If you watch CNBC or Bloomberg you will be bombarded by opinion after opinion on these and other issues, and be given reams of investing advice based upon the particular answers each guest is wedded to.

Surely someone is right, but how to tell? Perhaps more importantly, how much are you willing to bet that your guess about what is to come will turn out to be correct?

And that is the point. Right now too many variables are in flux for anybody to truly know what direction the economy will take in the near and medium term. For a long time we all claimed to know that investing was risky, but few of us truly believed it. And despite the lessons of the past year, it seems that most of us are longing for a return to a normality that we thought existed before the present crisis—a normal where a “risky” investment usually just meant one that provided abnormal returns.

The fact of the matter is that investing is always risky, but the next few years will be particularly so.

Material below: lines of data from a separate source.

//! Roster flow integration tests.
//!
//! These exercise the registry over the real file store: persistence across
//! restarts, the capacity invariant end to end, reconciliation overwriting
//! local state, and the overlapping-refresh race.

use std::collections::BTreeSet;
use std::sync::Arc;

use async_trait::async_trait;
use parking_lot::Mutex;
use tempfile::TempDir;
use tokio::sync::Notify;

use pd_app::usecases::RefreshRoster;
use pd_app::RosterManager;
use pd_core::catalog::{CatalogFilter, CatalogPokemon, NewOwnedPokemon, OwnedPokemon};
use pd_core::ids::PokemonCode;
use pd_core::ports::{CatalogGatewayPort, GatewayError, RosterStorePort};
use pd_core::roster::{TeamInsert, TEAM_CAPACITY};
use pd_infra::FileRosterStore;

fn code(s: &str) -> PokemonCode {
    PokemonCode::new(s)
}

fn owned(c: &str) -> OwnedPokemon {
    OwnedPokemon {
        code: c.to_string(),
        name: c.to_string(),
        ..Default::default()
    }
}

fn manager_in(dir: &TempDir) -> RosterManager {
    let store = FileRosterStore::new(dir.path().join("roster.json"));
    RosterManager::new(Arc::new(store))
}

#[test]
fn test_membership_survives_a_restart() {
    let dir = TempDir::new().unwrap();
    {
        let manager = manager_in(&dir);
        manager.add_to_team(code("pikachu"));
        manager.add_to_team(code("charmander"));
        manager.add_to_favorites(code("eevee"));
    }

    let manager = manager_in(&dir);

    assert!(manager.is_in_team(&code("pikachu")));
    assert!(manager.is_in_team(&code("charmander")));
    assert!(manager.is_in_favorites(&code("eevee")));
    assert_eq!(manager.team_count(), 2);
    assert_eq!(manager.favorites_count(), 1);
}

#[test]
fn test_single_add_updates_count_and_predicate() {
    let dir = TempDir::new().unwrap();
    let manager = manager_in(&dir);

    let outcome = manager.add_to_team(code("pikachu"));

    assert_eq!(outcome, TeamInsert::Added);
    assert_eq!(manager.team_count(), 1);
    assert!(manager.is_in_team(&code("pikachu")));
}

#[test]
fn test_full_team_rejects_a_seventh_member() {
    let dir = TempDir::new().unwrap();
    let manager = manager_in(&dir);
    for i in 0..TEAM_CAPACITY {
        assert_eq!(
            manager.add_to_team(code(&format!("member-{i}"))),
            TeamInsert::Added
        );
    }

    let outcome = manager.add_to_team(code("mewtwo"));

    assert_eq!(outcome, TeamInsert::Full);
    assert_eq!(manager.team_count(), TEAM_CAPACITY);
    assert!(!manager.is_in_team(&code("mewtwo")));
}

#[test]
fn test_reconciliation_overwrites_local_state() {
    let dir = TempDir::new().unwrap();
    let manager = manager_in(&dir);
    manager.add_to_team(code("local-team-only"));
    manager.add_to_favorites(code("local-fav-only"));

    manager.sync_with_server(&[owned("bulbasaur")], &[owned("mewtwo")]);

    assert_eq!(manager.team(), [code("bulbasaur")].into_iter().collect());
    assert_eq!(manager.favorites(), [code("mewtwo")].into_iter().collect());

    // And the replacement is what a restart remembers.
    drop(manager);
    let manager = manager_in(&dir);
    assert!(manager.is_in_team(&code("bulbasaur")));
    assert!(!manager.is_in_team(&code("local-team-only")));
}

#[test]
fn test_corrupt_snapshot_degrades_to_empty() {
    let dir = TempDir::new().unwrap();
    let path = dir.path().join("roster.json");
    std::fs::write(&path, "{{{ definitely not json").unwrap();

    let manager = RosterManager::new(Arc::new(FileRosterStore::new(path)));

    assert_eq!(manager.team_count(), 0);
    assert_eq!(manager.favorites_count(), 0);
}

#[test]
fn test_subscription_replays_the_current_set_before_any_mutation() {
    let dir = TempDir::new().unwrap();
    let manager = manager_in(&dir);
    manager.add_to_team(code("pikachu"));

    let seen: Arc<Mutex<Vec<BTreeSet<PokemonCode>>>> = Arc::new(Mutex::new(Vec::new()));
    let sink = seen.clone();
    let _sub = manager.subscribe_team(move |set| sink.lock().push(set.clone()));

    // The current set arrived synchronously inside subscribe_team.
    assert_eq!(*seen.lock(), vec![[code("pikachu")].into_iter().collect()]);
}

#[test]
fn test_observer_reading_disk_sees_the_broadcast_state() {
    let dir = TempDir::new().unwrap();
    let path = dir.path().join("roster.json");
    let manager = RosterManager::new(Arc::new(FileRosterStore::new(path.clone())));

    let reader = FileRosterStore::new(path);
    let mismatches = Arc::new(Mutex::new(0usize));
    let counter = mismatches.clone();
    let _sub = manager.subscribe_team(move |set| {
        let persisted: BTreeSet<PokemonCode> =
            reader.load().unwrap().team.into_iter().collect();
        if persisted != *set {
            *counter.lock() += 1;
        }
    });

    manager.add_to_team(code("pikachu"));
    manager.add_to_team(code("charmander"));
    manager.remove_from_team(&code("pikachu"));

    assert_eq!(*mismatches.lock(), 0);
}

/// Gateway with fixed responses whose favorites fetch can be held open
/// until released, to pin down the reconciliation race deterministically.
struct ScriptedGateway {
    team: Vec<OwnedPokemon>,
    favorites: Vec<OwnedPokemon>,
    hold_favorites: Option<Arc<Notify>>,
}

impl ScriptedGateway {
    fn new(team: Vec<OwnedPokemon>, favorites: Vec<OwnedPokemon>) -> Self {
        Self {
            team,
            favorites,
            hold_favorites: None,
        }
    }
}

#[async_trait]
impl CatalogGatewayPort for ScriptedGateway {
    async fn fetch_team(&self) -> Result<Vec<OwnedPokemon>, GatewayError> {
        Ok(self.team.clone())
    }

    async fn fetch_favorites(&self) -> Result<Vec<OwnedPokemon>, GatewayError> {
        if let Some(gate) = &self.hold_favorites {
            gate.notified().await;
        }
        Ok(self.favorites.clone())
    }

    async fn add_team_member(&self, _member: &NewOwnedPokemon) -> Result<(), GatewayError> {
        Ok(())
    }

    async fn remove_team_member(&self, _code: &PokemonCode) -> Result<(), GatewayError> {
        Ok(())
    }

    async fn add_favorite(&self, _member: &NewOwnedPokemon) -> Result<(), GatewayError> {
        Ok(())
    }

    async fn remove_favorite(&self, _code: &PokemonCode) -> Result<(), GatewayError> {
        Ok(())
    }

    async fn browse_catalog(
        &self,
        _filter: &CatalogFilter,
    ) -> Result<Vec<CatalogPokemon>, GatewayError> {
        Ok(Vec::new())
    }
}

/// Two refreshes overlap and the one whose responses resolve *last*
/// determines final state, even when it was issued first. Accepted
/// nondeterminism, not a defect: nothing sequences reconciliations.
#[tokio::test]
async fn test_overlapping_refreshes_last_applied_wins() {
    let dir = TempDir::new().unwrap();
    let manager = manager_in(&dir);

    let gate = Arc::new(Notify::new());
    let mut slow = ScriptedGateway::new(vec![owned("bulbasaur")], vec![]);
    slow.hold_favorites = Some(gate.clone());
    let fast = ScriptedGateway::new(vec![owned("mewtwo")], vec![]);

    // Issued first, resolves last.
    let slow_refresh = RefreshRoster::new(Arc::new(slow), manager.clone());
    let slow_task = tokio::spawn(async move { slow_refresh.execute().await });
    tokio::task::yield_now().await;

    // Issued second, resolves and applies immediately.
    RefreshRoster::new(Arc::new(fast), manager.clone())
        .execute()
        .await
        .unwrap();
    assert!(manager.is_in_team(&code("mewtwo")));

    gate.notify_one();
    slow_task.await.unwrap().unwrap();

    // The stale first refresh overwrote the newer one.
    assert_eq!(manager.team(), [code("bulbasaur")].into_iter().collect());
}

It is not only the financial system that is fragile, but many parts of the world economy are as well. The current financial crisis has exposed enormous imbalances that existed before the crisis and still persist in the US and world economies, and the readjustments will take a long time to accomplish and be especially painful. In the process the relative stability that we have enjoyed in global politics will be threatened, in turn threatening the economy even more.

Consider just a few facts: entire industries such as the automobiles, newspapers, and retailers are being pummeled and fundamentally reshaped during this recession. Consumer spending patterns will be fundamentally altered, but nobody knows exactly in what way. Government has engaged in unprecedented interventions in the market, the limits of which we still haven’t seen. Don’t even get me started on the unsustainable levels of debt that the government is relying upon for its “stimulus” and “reform” packages. Unemployment will continue to rise into double-digits, and it is unlikely to come down quickly, adding pressure on both consumer spending and the housing market. International trade has plummeted, decimating export-oriented economies such as Japan and Germany. And of course international tensions have been on the rise both independent of the economic crisis and because of it.

For these reasons and many more it seems insane to me to blithely assume that things are getting back to “normal”—meaning the conditions that existed prior to the bursting of the housing bubble. The housing bubble itself was not “normal” and under no circumstances can we turn back the clock to 2007. And even if were somehow possible to do so, it seems extremely unlikely that our policymakers could accomplish this task given all the political constraints that exist.

In short we face several years or more of elevated risk in the economy and the investment environment—years in which it makes no sense to make plans that are based upon an assumption of relative stability and predictability.